Vandervort notes that an unexamined life is not worth living and teaches readers how to pay attention.
“What is it that makes the top 1 percent of the population more successful than the other 99 percent?” They make it happen, says the author. What is “it”? Life, love, luck, family, health, wealth and happiness—the whole caboodle. But Vandervort doesn’t just get the blood pumping. He gives guidance and declares that the responsibility for leading a gratifying life belongs to the reader: “As the captain of your ship, you have set the course to your destiny.” Each chapter ends with a summary and what might be called a checklist/quiz: Are goals measurable, achievable and results-oriented? These action steps force one to focus.

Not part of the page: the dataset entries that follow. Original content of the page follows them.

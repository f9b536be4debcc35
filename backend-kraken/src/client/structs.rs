//! Wire shapes of the Kraken search API.
//!
//! Decoding is lenient per field: a missing, `null` or non-scalar value
//! becomes an empty string so one odd entry never fails a whole search.

use livescope_core::StreamRecord;
use serde::{Deserialize, Deserializer};
use serde_json::Value;

#[derive(Debug, Default, Deserialize)]
pub struct SearchStreamsResponse {
    #[serde(default, deserialize_with = "null_as_default")]
    pub channels: Vec<ChannelEntry>,
}

#[derive(Debug, Default, Deserialize)]
#[serde(default)]
pub struct ChannelEntry {
    #[serde(deserialize_with = "lenient_string")]
    pub status: String,
    #[serde(deserialize_with = "lenient_string")]
    pub game: String,
    #[serde(deserialize_with = "lenient_string")]
    pub name: String,
    /// Sent as a number by the API, kept as text.
    #[serde(deserialize_with = "lenient_string")]
    pub viewers: String,
    #[serde(deserialize_with = "lenient_string")]
    pub url: String,
    #[serde(deserialize_with = "lenient_string")]
    pub logo: String,
    pub preview: Value,
}

impl ChannelEntry {
    pub fn thumbnail(&self) -> String {
        self.preview
            .get("small")
            .map(scalar_to_string)
            .unwrap_or_default()
    }
}

impl From<ChannelEntry> for StreamRecord {
    fn from(entry: ChannelEntry) -> Self {
        let thumbnail_url = entry.thumbnail();
        StreamRecord {
            title: entry.status,
            game: entry.game,
            channel_name: entry.name,
            viewer_count: entry.viewers,
            url: entry.url,
            logo_url: entry.logo,
            thumbnail_url,
        }
    }
}

fn scalar_to_string(value: &Value) -> String {
    match value {
        Value::String(s) => s.clone(),
        Value::Number(n) => n.to_string(),
        Value::Bool(b) => b.to_string(),
        _ => String::new(),
    }
}

fn lenient_string<'de, D>(deserializer: D) -> Result<String, D::Error>
where
    D: Deserializer<'de>,
{
    Ok(scalar_to_string(&Value::deserialize(deserializer)?))
}

fn null_as_default<'de, D, T>(deserializer: D) -> Result<T, D::Error>
where
    D: Deserializer<'de>,
    T: Deserialize<'de> + Default,
{
    Ok(Option::<T>::deserialize(deserializer)?.unwrap_or_default())
}

#[cfg(test)]
mod tests {
    use super::*;
    use serde_json::json;

    #[test]
    fn test_entry_maps_to_record() {
        let entry: ChannelEntry = serde_json::from_value(json!({
            "status": "Any% WR attempts",
            "game": "Celeste",
            "name": "speedy",
            "viewers": 1234,
            "url": "https://www.twitch.tv/speedy",
            "logo": "https://static.example/speedy.png",
            "preview": { "small": "https://static.example/speedy-80x45.jpg" }
        }))
        .unwrap();

        assert_eq!(
            StreamRecord::from(entry),
            StreamRecord {
                title: "Any% WR attempts".into(),
                game: "Celeste".into(),
                channel_name: "speedy".into(),
                viewer_count: "1234".into(),
                url: "https://www.twitch.tv/speedy".into(),
                logo_url: "https://static.example/speedy.png".into(),
                thumbnail_url: "https://static.example/speedy-80x45.jpg".into(),
            }
        );
    }

    #[test]
    fn test_odd_fields_become_empty() {
        let entry: ChannelEntry = serde_json::from_value(json!({
            "status": null,
            "game": { "nested": true },
            "name": "quiet",
            "preview": "not an object"
        }))
        .unwrap();
        let record = StreamRecord::from(entry);

        assert_eq!(record.title, "");
        assert_eq!(record.game, "");
        assert_eq!(record.channel_name, "quiet");
        assert_eq!(record.viewer_count, "");
        assert_eq!(record.logo_url, "");
        assert_eq!(record.thumbnail_url, "");
    }

    #[test]
    fn test_null_channels_is_empty() {
        let response: SearchStreamsResponse =
            serde_json::from_value(json!({ "channels": null, "_total": 0 })).unwrap();
        assert!(response.channels.is_empty());

        let response: SearchStreamsResponse = serde_json::from_value(json!({})).unwrap();
        assert!(response.channels.is_empty());
    }
}
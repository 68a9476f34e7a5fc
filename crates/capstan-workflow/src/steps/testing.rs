//! Cloud client fakes for engine and scheduler tests

use crate::config::{AwsConfig, Config, DigitalOceanConfig};
use crate::error::StepError;
use crate::steps::aws::AwsApi;
use crate::steps::cluster::ClusterProbe;
use crate::steps::digitalocean::DropletApi;
use crate::steps::gce::GceApi;
use crate::steps::{CloudClients, MachineInfo};
use async_trait::async_trait;
use std::collections::VecDeque;
use std::sync::atomic::{AtomicBool, AtomicUsize, Ordering};
use std::sync::{Arc, Mutex};
use std::time::Duration;

/// An in-memory cloud answering every client trait.
///
/// Machine launches succeed by default; `plan_machine_failures` scripts the
/// outcome of upcoming launches, `set_launch_delay` makes them slow enough to
/// cancel, `fail_vpc` breaks pre-provision and `fail_probe` the cluster check.
#[derive(Default)]
pub struct FakeCloud {
    machines: AtomicUsize,
    probes: AtomicUsize,
    fail_vpc: AtomicBool,
    fail_probe: AtomicBool,
    launch_delay: Mutex<Duration>,
    machine_failures: Mutex<VecDeque<bool>>,
    created: Mutex<Vec<String>>,
    deleted: Mutex<Vec<String>>,
    deleted_keys: Mutex<Vec<String>>,
}

impl FakeCloud {
    pub fn new() -> Self {
        Self::default()
    }

    /// Script the outcome of upcoming machine launches: `true` fails the
    /// launch. Launches beyond the plan succeed.
    pub fn plan_machine_failures(&self, plan: Vec<bool>) {
        *self.machine_failures.lock().unwrap() = plan.into();
    }

    pub fn set_launch_delay(&self, delay: Duration) {
        *self.launch_delay.lock().unwrap() = delay;
    }

    pub fn fail_vpc(&self) {
        self.fail_vpc.store(true, Ordering::SeqCst);
    }

    pub fn fail_probe(&self) {
        self.fail_probe.store(true, Ordering::SeqCst);
    }

    pub fn machines_launched(&self) -> usize {
        self.machines.load(Ordering::SeqCst)
    }

    pub fn probes(&self) -> usize {
        self.probes.load(Ordering::SeqCst)
    }

    pub fn created(&self) -> Vec<String> {
        self.created.lock().unwrap().clone()
    }

    pub fn deleted(&self) -> Vec<String> {
        self.deleted.lock().unwrap().clone()
    }

    pub fn deleted_keys(&self) -> Vec<String> {
        self.deleted_keys.lock().unwrap().clone()
    }

    async fn launch(&self, name: &str) -> Result<MachineInfo, StepError> {
        let delay = *self.launch_delay.lock().unwrap();
        if !delay.is_zero() {
            tokio::time::sleep(delay).await;
        }

        let fail = self
            .machine_failures
            .lock()
            .unwrap()
            .pop_front()
            .unwrap_or(false);
        if fail {
            return Err(StepError::CloudProvider(format!(
                "launch of {name} refused"
            )));
        }

        let seq = self.machines.fetch_add(1, Ordering::SeqCst) + 10;
        self.created.lock().unwrap().push(name.to_string());
        Ok(MachineInfo {
            id: format!("machine-{seq}"),
            private_ip: format!("10.0.0.{seq}"),
            public_ip: format!("203.0.113.{seq}"),
        })
    }

    fn remove(&self, name: &str) -> Result<(), StepError> {
        self.deleted.lock().unwrap().push(name.to_string());
        Ok(())
    }
}

#[async_trait]
impl AwsApi for FakeCloud {
    async fn ensure_vpc(&self, config: &mut AwsConfig) -> Result<(), StepError> {
        if self.fail_vpc.load(Ordering::SeqCst) {
            return Err(StepError::CloudProvider("vpc quota exceeded".to_string()));
        }
        config.vpc_id = "vpc-1".to_string();
        config.vpc_cidr = "10.0.0.0/16".to_string();
        config.availability_zone = format!("{}a", config.region);
        config.subnet_id = "subnet-1".to_string();
        Ok(())
    }

    async fn ensure_gateway(&self, config: &mut AwsConfig) -> Result<(), StepError> {
        config.internet_gateway_id = "igw-1".to_string();
        config.route_table_id = "rtb-1".to_string();
        Ok(())
    }

    async fn ensure_security_groups(&self, config: &mut AwsConfig) -> Result<(), StepError> {
        config.masters_security_group_id = "sg-masters".to_string();
        config.nodes_security_group_id = "sg-nodes".to_string();
        Ok(())
    }

    async fn ensure_instance_profiles(&self, config: &mut AwsConfig) -> Result<(), StepError> {
        config.masters_instance_profile = "masters-profile".to_string();
        config.nodes_instance_profile = "nodes-profile".to_string();
        Ok(())
    }

    async fn import_key_pair(
        &self,
        _public_key: &str,
        config: &mut AwsConfig,
    ) -> Result<(), StepError> {
        config.key_pair_name = "capstan-bootstrap".to_string();
        Ok(())
    }

    async fn run_instance(&self, _config: &Config, name: &str) -> Result<MachineInfo, StepError> {
        self.launch(name).await
    }

    async fn terminate_instance(&self, name: &str) -> Result<(), StepError> {
        self.remove(name)
    }
}

#[async_trait]
impl DropletApi for FakeCloud {
    async fn ensure_ssh_key(
        &self,
        _public_key: &str,
        config: &mut DigitalOceanConfig,
    ) -> Result<(), StepError> {
        config.fingerprint = "3b:16:bf:e4:f7:2e".to_string();
        Ok(())
    }

    async fn create_droplet(&self, _config: &Config, name: &str) -> Result<MachineInfo, StepError> {
        self.launch(name).await
    }

    async fn delete_droplet(&self, name: &str) -> Result<(), StepError> {
        self.remove(name)
    }

    async fn delete_ssh_key(&self, fingerprint: &str) -> Result<(), StepError> {
        self.deleted_keys.lock().unwrap().push(fingerprint.to_string());
        Ok(())
    }
}

#[async_trait]
impl GceApi for FakeCloud {
    async fn insert_instance(
        &self,
        _config: &Config,
        name: &str,
    ) -> Result<MachineInfo, StepError> {
        self.launch(name).await
    }

    async fn delete_instance(&self, name: &str) -> Result<(), StepError> {
        self.remove(name)
    }
}

#[async_trait]
impl ClusterProbe for FakeCloud {
    async fn probe(&self, _config: &Config) -> Result<(), StepError> {
        self.probes.fetch_add(1, Ordering::SeqCst);
        if self.fail_probe.load(Ordering::SeqCst) {
            return Err(StepError::CloudProvider(
                "control plane not answering".to_string(),
            ));
        }
        Ok(())
    }
}

/// Fresh clients all backed by one `FakeCloud`.
pub fn fake_clients() -> CloudClients {
    fake_clients_with(Arc::new(FakeCloud::new()))
}

/// Clients backed by the given `FakeCloud`, so tests can steer and inspect it.
pub fn fake_clients_with(cloud: Arc<FakeCloud>) -> CloudClients {
    CloudClients {
        aws: cloud.clone(),
        digital_ocean: cloud.clone(),
        gce: cloud.clone(),
        probe: cloud,
    }
}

The guide also encourages readers to question their own assumptions. For example, Vandervort asks, “What are your political views, and why do you hold these particular views?” He encourages the reader to write these views down and offers guidance on other issues as well, including establishing a professional team within the workplace, considering estate planning, locating and reviewing insurance policies, analyzing when and when not to use technology and assessing friendships. The overall message is to remain vigilant, be aware. David Foster Wallace might have said those words with more empathy, but few have said them with more vehemence. Vandervort is a nuts-and-bolts man, even when talking about birth control, budgeting or recovering old skills. He believes it’s all up to the reader. “Make no excuses: you can achieve whatever it is that you want out of life, but it is up to you and only you to make it happen,” he says. Giving up is not an option, though everyone will fail time and again, suggests the author. The point is to learn from those failures and be that much more prepared for the next encounter.
A hardheaded, no-nonsense guide to living an attentive, effective life.